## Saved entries
=== Begin Enclosure ===
//! Direct mount and unmount primitives plus overlay option construction.

pub mod mount;
pub mod overlayfs;
//! `OverlayFS` option construction.
//!
//! Stacks read-only lower layers under a single writable upper layer. Lower
//! layers are usually given relative to a common directory so the option
//! string stays short even with many layers; the mount must then be issued
//! from that directory.

use std::path::{Path, PathBuf};

use mountat_common::constants::{OVERLAY_FSTYPE, OVERLAY_SOURCE};
use mountat_common::error::{MountatError, Result};
use mountat_common::types::MountRequest;

/// Configuration for an `OverlayFS` mount.
#[derive(Debug, Clone)]
pub struct OverlayConfig {
    /// Read-only lower layers, highest priority first.
    pub lower_dirs: Vec<PathBuf>,
    /// Writable upper layer directory.
    pub upper_dir: PathBuf,
    /// Work directory required by `OverlayFS` for copy-up.
    pub work_dir: PathBuf,
    /// Final merged mount point.
    pub merged_dir: PathBuf,
}

impl OverlayConfig {
    /// Builds the option string
    /// `workdir=<work>,upperdir=<upper>,lowerdir=<l1>:<l2>:...`.
    ///
    /// # Errors
    ///
    /// Returns an error if there are no lower layers or a path contains a
    /// character that would break the option syntax.
    pub fn options(&self) -> Result<String> {
        if self.lower_dirs.is_empty() {
            return Err(MountatError::Config {
                message: "overlay requires at least one lower layer".into(),
            });
        }
        let work = option_path(&self.work_dir)?;
        let upper = option_path(&self.upper_dir)?;
        let lowers = self
            .lower_dirs
            .iter()
            .map(PathBuf::as_path)
            .map(option_path)
            .collect::<Result<Vec<_>>>()?
            .join(":");
        Ok(format!("workdir={work},upperdir={upper},lowerdir={lowers}"))
    }

    /// Builds the complete overlay mount request for `merged_dir`.
    ///
    /// # Errors
    ///
    /// Returns an error if [`OverlayConfig::options`] fails.
    pub fn to_request(&self) -> Result<MountRequest> {
        let data = self.options()?;
        Ok(MountRequest::new(
            OVERLAY_SOURCE,
            self.merged_dir.to_string_lossy(),
            OVERLAY_FSTYPE,
            0,
            data,
        ))
    }
}

fn option_path(path: &Path) -> Result<String> {
    let rendered = path.to_str().ok_or_else(|| MountatError::Config {
        message: format!("overlay path is not valid UTF-8: {}", path.display()),
    })?;
    if rendered.is_empty() || rendered.contains([',', ':']) {
        return Err(MountatError::Config {
            message: format!("overlay path cannot be used in mount options: {rendered:?}"),
        });
    }
    Ok(rendered.to_owned())
}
=== End Enclosure ===
Show each line of the records above containing "workdir".

    /// `workdir=<work>,upperdir=<upper>,lowerdir=<l1>:<l2>:...`.
        Ok(format!("workdir={work},upperdir={upper},lowerdir={lowers}"))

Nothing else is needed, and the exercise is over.